I passed, since it featured bands I had never heard of (Litmus Green, Naked Agression, Final Conflict, The Resistance), but it was there along with the other two voumes of Spheeris' music doc trilogy. I felt like calling up my friend Paul Wegweiser and telling him about the bounty of Decline of Western Civilization DVDs (Paul has searched for the original for years!). It was right next to The Complete Howard Stern Show on Channel 9-WOR bootleg (too expensive at $70) and the Japanese live-action manga adaptation of Rapeman (too disgusting). Spying a boot of The Complete Parker Lewis Can't Lose, I had to tell the young vendor that it had finally been given an official release so he might want to pull it now.

I mosied over to the adjacent table, a vendor from Michigan for a company called Monsters Among Us (, who had an amazing collection of pristine laserdiscs - still the best visual medium for watching movies (even though, like LPs, you have to flip sides) - in addition to an impressive array of cult LPs (natch), monster magazines, old Playboys, and even some vintage copies of Movie Club, the local movie mag produced between 1993 and 1997 by Baltimore's late great B-movie king Don Dohler. (Blood, Boobs & Beast, a documentary about Dohler that premiered at the 2007 Maryland Film Festival, is now available for purchase on

Don Dohler's legacy was in da house!

Right next door to this guy's table I saw a painted-by-numbers Hipster Doofus (well-trimmed goutee, Colonel Sanders glasses, Sinatra fedora, racetrack shirt hanging over his beer belly) holding an expensive mini-digital camcorder and interviewing some artist's crotch. "So, Mr. [name]'s crotch, tell us about your art, blah blah blah." How utterly fascinating!

Hipster paparazzi, representin'

God, there but for the grace of Atomic TV go I, I thought.

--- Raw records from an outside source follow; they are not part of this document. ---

//! Semantic view of the location block.
use crate::codec::RawLocation;
use crate::env::BodySlots;

/// Storage page of a stored item.
#[derive(
    Clone,
    Copy,
    Debug,
    Default,
    PartialEq,
    Eq,
    Hash,
    PartialOrd,
    Ord,
    strum::Display,
    strum::AsRefStr,
    strum::EnumIter,
)]
#[cfg_attr(feature = "serde", derive(serde::Serialize, serde::Deserialize))]
#[strum(serialize_all = "snake_case")]
pub enum StoragePage {
    #[default]
    Unknown,
    Inventory,
    Cube,
    Stash,
}

impl StoragePage {
    pub const fn from_raw(page: u8) -> Self {
        match page {
            1 => Self::Inventory,
            4 => Self::Cube,
            5 => Self::Stash,
            _ => Self::Unknown,
        }
    }

    pub const fn raw(self) -> u8 {
        match self {
            Self::Unknown => 0,
            Self::Inventory => 1,
            Self::Cube => 4,
            Self::Stash => 5,
        }
    }
}

/// Equipment slots in storage order (raw values 1 to 12).
#[derive(
    Clone,
    Copy,
    Debug,
    PartialEq,
    Eq,
    Hash,
    PartialOrd,
    Ord,
    strum::Display,
    strum::AsRefStr,
    strum::EnumIter,
    strum::EnumCount,
)]
#[cfg_attr(feature = "serde", derive(serde::Serialize, serde::Deserialize))]
#[strum(serialize_all = "snake_case")]
#[repr(u8)]
pub enum EquippedSlot {
    Head = 1,
    Neck,
    Torso,
    RightHand,
    LeftHand,
    RightRing,
    LeftRing,
    Belt,
    Feet,
    Gloves,
    AltRightHand,
    AltLeftHand,
}

impl EquippedSlot {
    pub const fn from_raw(slot: u8) -> Option<Self> {
        Some(match slot {
            1 => Self::Head,
            2 => Self::Neck,
            3 => Self::Torso,
            4 => Self::RightHand,
            5 => Self::LeftHand,
            6 => Self::RightRing,
            7 => Self::LeftRing,
            8 => Self::Belt,
            9 => Self::Feet,
            10 => Self::Gloves,
            11 => Self::AltRightHand,
            12 => Self::AltLeftHand,
            _ => return None,
        })
    }

    pub const fn raw(self) -> u8 {
        self as u8
    }

    /// Zero-based index into the equipped-slot array.
    pub const fn index(self) -> usize {
        self as usize - 1
    }

    /// Opposite hand of the same weapon set.
    pub const fn paired_hand(self) -> Option<Self> {
        match self {
            Self::RightHand => Some(Self::LeftHand),
            Self::LeftHand => Some(Self::RightHand),
            Self::AltRightHand => Some(Self::AltLeftHand),
            Self::AltLeftHand => Some(Self::AltRightHand),
            _ => None,
        }
    }

    pub const fn is_hand(self) -> bool {
        self.paired_hand().is_some()
    }

    /// The alternate weapon set exists only in expansion games.
    pub const fn requires_expansion(self) -> bool {
        matches!(self, Self::AltRightHand | Self::AltLeftHand)
    }

    /// Body slot an item type must declare to be worn here.
    pub const fn body_slot(self) -> BodySlots {
        match self {
            Self::Head => BodySlots::HEAD,
            Self::Neck => BodySlots::NECK,
            Self::Torso => BodySlots::TORSO,
            Self::RightHand | Self::LeftHand | Self::AltRightHand | Self::AltLeftHand => {
                BodySlots::HAND
            }
            Self::RightRing | Self::LeftRing => BodySlots::RING,
            Self::Belt => BodySlots::BELT,
            Self::Feet => BodySlots::FEET,
            Self::Gloves => BodySlots::GLOVES,
        }
    }
}

/// Where an item lives.
#[derive(Clone, Copy, Debug, PartialEq, Eq, Hash)]
#[cfg_attr(feature = "serde", derive(serde::Serialize, serde::Deserialize))]
pub enum Location {
    Stored { page: StoragePage, x: u8, y: u8 },
    Equipped(EquippedSlot),
    /// Belt slot; column is `index % 4`, row is `index / 4`.
    Belt(u8),
    /// Socket index inside the owning item.
    Socket(u8),
    /// Cursor or staging area.
    Buffer,
}

const STORED: u8 = 0;
const EQUIPPED: u8 = 1;
const BELT: u8 = 2;
const BUFFER: u8 = 4;
const SOCKET: u8 = 6;

impl Location {
    pub const fn stored(page: StoragePage, x: u8, y: u8) -> Self {
        Self::Stored { page, x, y }
    }

    pub fn from_raw(raw: RawLocation) -> Self {
        match raw.primary {
            STORED => Self::Stored {
                page: StoragePage::from_raw(raw.page),
                x: raw.x,
                y: raw.y,
            },
            EQUIPPED => EquippedSlot::from_raw(raw.slot).map_or(Self::Buffer, Self::Equipped),
            BELT => Self::Belt(raw.x),
            SOCKET => Self::Socket(raw.x),
            _ => Self::Buffer,
        }
    }

    pub fn to_raw(self) -> RawLocation {
        match self {
            Self::Stored { page, x, y } => RawLocation {
                primary: STORED,
                slot: 0,
                x,
                y,
                page: page.raw(),
            },
            Self::Equipped(slot) => RawLocation {
                primary: EQUIPPED,
                slot: slot.raw(),
                ..RawLocation::default()
            },
            Self::Belt(index) => RawLocation {
                primary: BELT,
                x: index,
                ..RawLocation::default()
            },
            Self::Socket(index) => RawLocation {
                primary: SOCKET,
                x: index,
                ..RawLocation::default()
            },
            Self::Buffer => RawLocation {
                primary: BUFFER,
                ..RawLocation::default()
            },
        }
    }

    pub fn is_socket(&self) -> bool {
        matches!(self, Self::Socket(_))
    }

    pub fn is_equipped(&self) -> bool {
        matches!(self, Self::Equipped(_))
    }

    pub fn page(&self) -> Option<StoragePage> {
        match self {
            Self::Stored { page, .. } => Some(*page),
            _ => None,
        }
    }
}

impl core::fmt::Display for Location {
    fn fmt(&self, f: &mut core::fmt::Formatter<'_>) -> core::fmt::Result {
        match self {
            Self::Stored { page, x, y } => write!(f, "{page} ({x}, {y})"),
            Self::Equipped(slot) => write!(f, "equipped {slot}"),
            Self::Belt(index) => write!(f, "belt {index}"),
            Self::Socket(index) => write!(f, "socket {index}"),
            Self::Buffer => f.write_str("buffer"),
        }
    }
}

#[cfg(test)]
mod tests {
    use super::*;
    use strum::IntoEnumIterator;

    #[test]
    fn raw_mapping_is_stable() {
        let samples = [
            Location::stored(StoragePage::Stash, 3, 7),
            Location::Equipped(EquippedSlot::AltLeftHand),
            Location::Belt(13),
            Location::Socket(2),
            Location::Buffer,
        ];
        for location in samples {
            let raw = location.to_raw();
            assert_eq!(RawLocation::from_bits(raw.to_bits()), raw);
            assert_eq!(Location::from_raw(raw), location);
        }
    }

    #[test]
    fn slots_pair_within_their_weapon_set() {
        for slot in EquippedSlot::iter() {
            if let Some(pair) = slot.paired_hand() {
                assert_eq!(pair.paired_hand(), Some(slot));
                assert_eq!(pair.requires_expansion(), slot.requires_expansion());
            }
            assert_eq!(EquippedSlot::from_raw(slot.raw()), Some(slot));
        }
        assert_eq!(EquippedSlot::from_raw(0), None);
    }

    #[test]
    fn invalid_equip_slot_reads_as_buffer() {
        let raw = RawLocation {
            primary: 1,
            slot: 14,
            ..RawLocation::default()
        };
        assert_eq!(Location::from_raw(raw), Location::Buffer);
    }
}
//! Growable byte buffer with unaligned bit-field access.
//!
//! Records are packed little-endian: bit 0 of byte 0 is the first bit of the
//! record and multi-bit fields store their least significant bit first.
//!
//! Reads are tolerant (bits past the end read as zero). Writes come in two
//! flavours: `set_*` grows the buffer and advances a caller-owned cursor, and
//! `update_*` overwrites in place and fails when the field does not fit.

/// Errors raised by in-place bit writes.
#[derive(Clone, Debug, PartialEq, Eq, thiserror::Error)]
pub enum BitError {
    /// The field would extend past the end of the buffer.
    #[error("bit range {offset}+{width} exceeds buffer length of {len_bits} bits")]
    OutOfRange {
        offset: usize,
        width: u32,
        len_bits: usize,
    },
}

impl crate::error::EngineError for BitError {
    fn severity(&self) -> crate::error::ErrorSeverity {
        crate::error::ErrorSeverity::Internal
    }

    fn error_code(&self) -> &'static str {
        "BITS_OUT_OF_RANGE"
    }
}

/// Reads up to 64 bits starting at `offset` from a raw byte slice.
///
/// Bits beyond the end of `bytes` read as zero.
pub fn read_le_bits(bytes: &[u8], offset: usize, width: u32) -> u64 {
    let width = width.min(64);
    let mut value = 0u64;
    let mut read = 0u32;
    while read < width {
        let bit = offset + read as usize;
        let Some(&byte) = bytes.get(bit / 8) else {
            break;
        };
        let shift = (bit % 8) as u32;
        let take = (8 - shift).min(width - read);
        let chunk = (u64::from(byte) >> shift) & ((1u64 << take) - 1);
        value |= chunk << read;
        read += take;
    }
    value
}

/// Owned, growable bit buffer backing a single item record.
#[derive(Clone, Debug, Default, PartialEq, Eq, Hash)]
pub struct BitBuffer {
    bytes: Vec<u8>,
}

impl BitBuffer {
    /// Creates an empty buffer.
    pub fn new() -> Self {
        Self::default()
    }

    /// Wraps existing bytes.
    pub fn from_bytes(bytes: Vec<u8>) -> Self {
        Self { bytes }
    }

    /// Returns the raw bytes.
    pub fn as_bytes(&self) -> &[u8] {
        &self.bytes
    }

    /// Consumes the buffer and returns its bytes.
    pub fn into_bytes(self) -> Vec<u8> {
        self.bytes
    }

    /// Length of the buffer in bits (always a multiple of eight).
    pub fn len_bits(&self) -> usize {
        self.bytes.len() * 8
    }

    /// Length of the buffer in bytes.
    pub fn len(&self) -> usize {
        self.bytes.len()
    }

    pub fn is_empty(&self) -> bool {
        self.bytes.is_empty()
    }

    /// Reads up to 32 bits. Bits past the end read as zero.
    pub fn read_bits(&self, offset: usize, width: u32) -> u32 {
        debug_assert!(width <= 32, "read_bits width {width} > 32");
        read_le_bits(&self.bytes, offset, width.min(32)) as u32
    }

    /// Reads up to 64 bits. Bits past the end read as zero.
    pub fn read_bits64(&self, offset: usize, width: u32) -> u64 {
        read_le_bits(&self.bytes, offset, width)
    }

    /// Writes `width` bits at `*cursor`, growing the buffer if needed, and
    /// advances the cursor past the field.
    pub fn set_bits(&mut self, cursor: &mut usize, width: u32, value: u32) {
        debug_assert!(width <= 32, "set_bits width {width} > 32");
        self.set_bits64(cursor, width.min(32), u64::from(value));
    }

    /// 64-bit variant of [`BitBuffer::set_bits`].
    pub fn set_bits64(&mut self, cursor: &mut usize, width: u32, value: u64) {
        let end = *cursor + width as usize;
        if end > self.len_bits() {
            self.resize_bits(end);
        }
        self.write_unchecked(*cursor, width, value);
        *cursor = end;
    }

    /// Overwrites `width` bits at `offset` without growing the buffer.
    pub fn update_bits(&mut self, offset: usize, width: u32, value: u32) -> Result<(), BitError> {
        debug_assert!(width <= 32, "update_bits width {width} > 32");
        self.update_bits64(offset, width.min(32), u64::from(value))
    }

    /// 64-bit variant of [`BitBuffer::update_bits`].
    pub fn update_bits64(&mut self, offset: usize, width: u32, value: u64) -> Result<(), BitError> {
        if offset + width as usize > self.len_bits() {
            return Err(BitError::OutOfRange {
                offset,
                width,
                len_bits: self.len_bits(),
            });
        }
        self.write_unchecked(offset, width, value);
        Ok(())
    }

    /// Grows or truncates the buffer to hold `bits` bits, rounded up to the byte.
    ///
    /// New bytes are zeroed.
    pub fn resize_bits(&mut self, bits: usize) {
        self.bytes.resize(bits.div_ceil(8), 0);
    }

    /// Copies `len` bits from `src[src_offset..]` into `self[dst_offset..]`,
    /// growing `self` when the destination range runs past its end.
    pub fn copy_bits_from(&mut self, src: &BitBuffer, src_offset: usize, dst_offset: usize, len: usize) {
        let end = dst_offset + len;
        if end > self.len_bits() {
            self.resize_bits(end);
        }
        let mut done = 0usize;
        while done < len {
            let take = (len - done).min(64) as u32;
            let value = src.read_bits64(src_offset + done, take);
            self.write_unchecked(dst_offset + done, take, value);
            done += take as usize;
        }
    }

    /// Zeroes every bit from `bit` to the end of the buffer.
    pub fn clear_bits_from(&mut self, bit: usize) {
        let len = self.len_bits();
        if bit >= len {
            return;
        }
        let first_full = bit.div_ceil(8);
        if bit % 8 != 0 {
            let keep = (1u8 << (bit % 8)) - 1;
            self.bytes[bit / 8] &= keep;
        }
        for byte in self.bytes.iter_mut().skip(first_full) {
            *byte = 0;
        }
    }

    /// Reads a zero-terminated string of `char_width`-bit characters.
    ///
    /// Returns `None` when no terminator follows within `max_len` characters.
    pub fn read_text(&self, offset: usize, char_width: u32, max_len: usize) -> Option<String> {
        let mut text = String::new();
        for i in 0..=max_len {
            let c = self.read_bits(offset + i * char_width as usize, char_width);
            if c == 0 {
                return Some(text);
            }
            text.push(char::from_u32(c)?);
        }
        None
    }

    /// Writes `text` followed by a zero character, growing the buffer.
    ///
    /// Characters are truncated to `char_width` bits; callers validate first.
    pub fn write_text(&mut self, cursor: &mut usize, text: &str, char_width: u32) {
        for c in text.chars() {
            self.set_bits(cursor, char_width, c as u32);
        }
        self.set_bits(cursor, char_width, 0);
    }

    fn write_unchecked(&mut self, offset: usize, width: u32, value: u64) {
        let mut written = 0u32;
        while written < width {
            let bit = offset + written as usize;
            let shift = (bit % 8) as u32;
            let take = (8 - shift).min(width - written);
            let mask = (((1u16 << take) - 1) as u8) << shift;
            let chunk = (((value >> written) as u8) << shift) & mask;
            let byte = &mut self.bytes[bit / 8];
            *byte = (*byte & !mask) | chunk;
            written += take;
        }
    }
}

/// Bits occupied by a terminated string of `len` characters.
pub const fn text_bits(len: usize, char_width: u32) -> usize {
    (len + 1) * char_width as usize
}

impl From<Vec<u8>> for BitBuffer {
    fn from(bytes: Vec<u8>) -> Self {
        Self::from_bytes(bytes)
    }
}
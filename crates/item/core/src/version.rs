//! Schema generations of the item record.
//!
//! Three fixed-length generations predate the expansion; five variable-length
//! generations follow it. Every layout decision in the codec keys off
//! [`ItemVersion`].

/// One of the eight mutually incompatible on-disk item layouts.
#[derive(
    Clone,
    Copy,
    Debug,
    PartialEq,
    Eq,
    Hash,
    PartialOrd,
    Ord,
    strum::Display,
    strum::EnumString,
    strum::AsRefStr,
    strum::EnumIter,
)]
#[cfg_attr(feature = "serde", derive(serde::Serialize, serde::Deserialize))]
#[strum(ascii_case_insensitive)]
pub enum ItemVersion {
    /// 1.00 to 1.03: fixed 14/27 byte records.
    #[strum(serialize = "v100")]
    #[cfg_attr(feature = "serde", serde(rename = "v100"))]
    V100,
    /// 1.04 to 1.06: fixed 15/31 byte records with a socket count.
    #[strum(serialize = "v104")]
    #[cfg_attr(feature = "serde", serde(rename = "v104"))]
    V104,
    /// 1.07: fixed 15/40 byte records storing quality and defense.
    #[strum(serialize = "v107")]
    #[cfg_attr(feature = "serde", serde(rename = "v107"))]
    V107,
    /// 1.08: first variable-length layout.
    #[strum(serialize = "v108")]
    #[cfg_attr(feature = "serde", serde(rename = "v108"))]
    V108,
    /// 1.09.
    #[strum(serialize = "v109")]
    #[cfg_attr(feature = "serde", serde(rename = "v109"))]
    V109,
    /// 1.10 to 1.14.
    #[strum(serialize = "v110")]
    #[cfg_attr(feature = "serde", serde(rename = "v110"))]
    V110,
    /// Remaster 1.0: no JM marker, 3-bit version tag.
    #[strum(serialize = "v100r")]
    #[cfg_attr(feature = "serde", serde(rename = "v100r"))]
    V100R,
    /// Remaster 2.4 and later: 8-bit text.
    #[strum(serialize = "v120")]
    #[cfg_attr(feature = "serde", serde(rename = "v120"))]
    V120,
}

impl ItemVersion {
    /// Two-byte marker opening every record of the JM generations.
    pub const JM_MARKER: u16 = 0x4D4A;

    /// Maps the character file version word to an item schema generation.
    pub const fn from_file_version(file_version: u32) -> Option<Self> {
        match file_version {
            65 => Some(Self::V100),
            71 => Some(Self::V104),
            87 => Some(Self::V107),
            89 => Some(Self::V108),
            92 => Some(Self::V109),
            96 => Some(Self::V110),
            97 => Some(Self::V100R),
            98 | 99 => Some(Self::V120),
            _ => None,
        }
    }

    /// Fixed-length generations that predate the expansion.
    pub const fn is_legacy(self) -> bool {
        matches!(self, Self::V100 | Self::V104 | Self::V107)
    }

    pub const fn is_remaster(self) -> bool {
        matches!(self, Self::V100R | Self::V120)
    }

    pub const fn has_jm_marker(self) -> bool {
        !self.is_remaster()
    }

    /// Quality is persisted (otherwise regenerated from the seed pair).
    pub const fn stores_quality(self) -> bool {
        !matches!(self, Self::V100 | Self::V104)
    }

    pub const fn has_socket_count_field(self) -> bool {
        !matches!(self, Self::V100)
    }

    pub const fn supports_expansion(self) -> bool {
        !self.is_legacy()
    }

    pub const fn supports_runewords(self) -> bool {
        matches!(self, Self::V109 | Self::V110 | Self::V100R | Self::V120)
    }

    /// Personalization, ears, realm data and property lists.
    pub const fn supports_extended_sections(self) -> bool {
        !self.is_legacy()
    }

    /// Bits per character of personalization and ear names.
    pub const fn text_char_width(self) -> u32 {
        match self {
            Self::V120 => 8,
            _ => 7,
        }
    }

    /// Bits of the raw version tag following the flags word.
    pub const fn version_tag_width(self) -> u32 {
        if self.is_legacy() {
            0
        } else if self.is_remaster() {
            3
        } else {
            10
        }
    }

    /// Tag written for expansion-mode items.
    pub const fn expansion_tag(self) -> u16 {
        match self {
            Self::V108 => 100,
            Self::V109 | Self::V110 => 101,
            Self::V100R | Self::V120 => 5,
            _ => 0,
        }
    }

    /// Tag written for classic-mode items.
    pub const fn classic_tag(self) -> u16 {
        if self.is_remaster() { 4 } else { 0 }
    }

    /// Derives the game-mode flag from a raw tag.
    pub const fn is_expansion_tag(self, tag: u16) -> bool {
        if self.is_legacy() {
            false
        } else if self.is_remaster() {
            tag == 5
        } else {
            tag >= 100
        }
    }

    /// Width of the stored defense rating.
    pub const fn defense_width(self) -> u32 {
        match self {
            Self::V108 => 10,
            _ => 11,
        }
    }

    /// Width of the current-durability field following the maximum.
    pub const fn current_durability_width(self) -> u32 {
        match self {
            Self::V108 | Self::V109 => 8,
            _ => 9,
        }
    }
}

#[cfg(test)]
mod tests {
    use super::*;
    use std::str::FromStr;
    use strum::IntoEnumIterator;

    #[test]
    fn file_versions_map_to_generations() {
        assert_eq!(ItemVersion::from_file_version(71), Some(ItemVersion::V104));
        assert_eq!(ItemVersion::from_file_version(96), Some(ItemVersion::V110));
        assert_eq!(ItemVersion::from_file_version(99), Some(ItemVersion::V120));
        assert_eq!(ItemVersion::from_file_version(1), None);
    }

    #[test]
    fn tags_round_trip_game_mode() {
        for version in ItemVersion::iter().filter(|v| !v.is_legacy()) {
            assert!(version.is_expansion_tag(version.expansion_tag()));
            assert!(!version.is_expansion_tag(version.classic_tag()));
        }
    }

    #[test]
    fn names_parse_case_insensitively() {
        assert_eq!(ItemVersion::from_str("V100R").unwrap(), ItemVersion::V100R);
        assert_eq!(ItemVersion::V109.to_string(), "v109");
    }

    #[test]
    fn only_newest_remaster_uses_wide_text() {
        let wide: Vec<_> = ItemVersion::iter()
            .filter(|v| v.text_char_width() == 8)
            .collect();
        assert_eq!(wide, vec![ItemVersion::V120]);
    }
}
use crate::record::{Identity, Record, Reflog, Signer};
use once_cell::sync::Lazy;
use std::collections::HashMap;

/// Character that introduces every placeholder token.
pub const SENTINEL: char = '%';

type Writer = fn(&mut Record, &str);

/// One recognized pretty-format placeholder and the record slot it fills.
pub struct Placeholder {
    pub token: &'static str,
    writer: Writer,
}

impl Placeholder {
    /// Write `value` into the record slot this placeholder maps to, applying
    /// the coercion (numeric parse, trim) the slot requires.
    pub fn write(&self, record: &mut Record, value: &str) {
        (self.writer)(record, value)
    }
}

fn authored(record: &mut Record) -> &mut Identity {
    record.authored.get_or_insert_with(Identity::default)
}

fn committed(record: &mut Record) -> &mut Identity {
    record.committed.get_or_insert_with(Identity::default)
}

fn signer(record: &mut Record) -> &mut Signer {
    record.signer.get_or_insert_with(Signer::default)
}

fn reflog(record: &mut Record) -> &mut Reflog {
    record.reflog.get_or_insert_with(Reflog::default)
}

/// Coerce a unix-timestamp segment to a number. Malformed input becomes NaN
/// rather than an error.
fn unix_seconds(value: &str) -> f64 {
    value.trim().parse().unwrap_or(f64::NAN)
}

/// Every placeholder that maps to a record field, grouped the way git
/// documents them.
pub static PLACEHOLDERS: &[Placeholder] = &[
    // Hashes
    Placeholder { token: "%H", writer: |r, v| r.commit_hash = Some(v.to_string()) },
    Placeholder { token: "%h", writer: |r, v| r.abbrev_commit_hash = Some(v.to_string()) },
    Placeholder { token: "%T", writer: |r, v| r.tree_hash = Some(v.to_string()) },
    Placeholder { token: "%t", writer: |r, v| r.abbrev_tree_hash = Some(v.to_string()) },
    Placeholder { token: "%P", writer: |r, v| r.parent_hash = Some(v.to_string()) },
    Placeholder { token: "%p", writer: |r, v| r.abbrev_parent_hash = Some(v.to_string()) },
    // Author
    Placeholder { token: "%an", writer: |r, v| authored(r).name = Some(v.to_string()) },
    Placeholder { token: "%aN", writer: |r, v| authored(r).mailmap_name = Some(v.to_string()) },
    Placeholder { token: "%ae", writer: |r, v| authored(r).email = Some(v.to_string()) },
    Placeholder { token: "%aE", writer: |r, v| authored(r).mailmap_email = Some(v.to_string()) },
    Placeholder { token: "%ad", writer: |r, v| authored(r).date = Some(v.to_string()) },
    Placeholder { token: "%aD", writer: |r, v| authored(r).rfc2822_date = Some(v.to_string()) },
    Placeholder { token: "%ar", writer: |r, v| authored(r).relative_date = Some(v.to_string()) },
    Placeholder { token: "%at", writer: |r, v| authored(r).unix_date = Some(unix_seconds(v)) },
    Placeholder { token: "%ai", writer: |r, v| authored(r).iso8601_date = Some(v.to_string()) },
    // Committer
    Placeholder { token: "%cn", writer: |r, v| committed(r).name = Some(v.to_string()) },
    Placeholder { token: "%cN", writer: |r, v| committed(r).mailmap_name = Some(v.to_string()) },
    Placeholder { token: "%ce", writer: |r, v| committed(r).email = Some(v.to_string()) },
    Placeholder { token: "%cE", writer: |r, v| committed(r).mailmap_email = Some(v.to_string()) },
    Placeholder { token: "%cd", writer: |r, v| committed(r).date = Some(v.to_string()) },
    Placeholder { token: "%cD", writer: |r, v| committed(r).rfc2822_date = Some(v.to_string()) },
    Placeholder { token: "%cr", writer: |r, v| committed(r).relative_date = Some(v.to_string()) },
    Placeholder { token: "%ct", writer: |r, v| committed(r).unix_date = Some(unix_seconds(v)) },
    Placeholder { token: "%ci", writer: |r, v| committed(r).iso8601_date = Some(v.to_string()) },
    // Commit information
    Placeholder { token: "%d", writer: |r, v| r.refs = Some(v.trim().to_string()) },
    Placeholder { token: "%e", writer: |r, v| r.encoding = Some(v.to_string()) },
    Placeholder { token: "%s", writer: |r, v| r.subject = Some(v.to_string()) },
    Placeholder { token: "%f", writer: |r, v| r.sanitized_subject = Some(v.to_string()) },
    Placeholder { token: "%b", writer: |r, v| r.body = Some(v.to_string()) },
    Placeholder { token: "%B", writer: |r, v| r.raw_body = Some(v.to_string()) },
    Placeholder { token: "%N", writer: |r, v| r.notes = Some(v.to_string()) },
    // Signature verification
    Placeholder { token: "%GG", writer: |r, v| r.verification = Some(v.to_string()) },
    Placeholder { token: "%G?", writer: |r, v| r.signature = Some(v.to_string()) },
    Placeholder { token: "%GS", writer: |r, v| signer(r).name = Some(v.to_string()) },
    Placeholder { token: "%GK", writer: |r, v| signer(r).key = Some(v.to_string()) },
    // Reflog
    Placeholder { token: "%gD", writer: |r, v| reflog(r).selector = Some(v.to_string()) },
    Placeholder { token: "%gd", writer: |r, v| reflog(r).abbrev_selector = Some(v.to_string()) },
    Placeholder { token: "%gn", writer: |r, v| reflog(r).name = Some(v.to_string()) },
    Placeholder { token: "%gN", writer: |r, v| reflog(r).mailmap_name = Some(v.to_string()) },
    Placeholder { token: "%ge", writer: |r, v| reflog(r).email = Some(v.to_string()) },
    Placeholder { token: "%gE", writer: |r, v| reflog(r).mailmap_email = Some(v.to_string()) },
    Placeholder { token: "%gs", writer: |r, v| reflog(r).subject = Some(v.to_string()) },
];

/// Tokens git understands but that carry no commit field (marks, newlines,
/// escapes). They are still delimited so neighboring fields stay aligned, and
/// skipped at parse time.
pub static PASSTHROUGH: &[&str] = &["%m", "%n", "%%", "%x00"];

static BY_TOKEN: Lazy<HashMap<&'static str, &'static Placeholder>> =
    Lazy::new(|| PLACEHOLDERS.iter().map(|p| (p.token, p)).collect());

/// Look up the placeholder for a token. Returns `None` for literal text,
/// passthrough tokens and anything git would not substitute.
pub fn lookup(token: &str) -> Option<&'static Placeholder> {
    BY_TOKEN.get(token).copied()
}

/// All tokens the reformatter must delimit, mapped and passthrough alike.
pub(crate) fn all_tokens() -> impl Iterator<Item = &'static str> {
    PLACEHOLDERS
        .iter()
        .map(|p| p.token)
        .chain(PASSTHROUGH.iter().copied())
}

This schmuck took glib to levels even I hadn't descended. The guy he was interviewing actually had some cool t-shirts for sale. I liked the one of Baltimore's Bromo Seltzer Tower with a bunch of guns jutting out of it. Since I recently read about a Hopkins student who killed a burglar with a samurai sword, I expect an update in next year's tee.

Harm City, representing, horror/gore-style!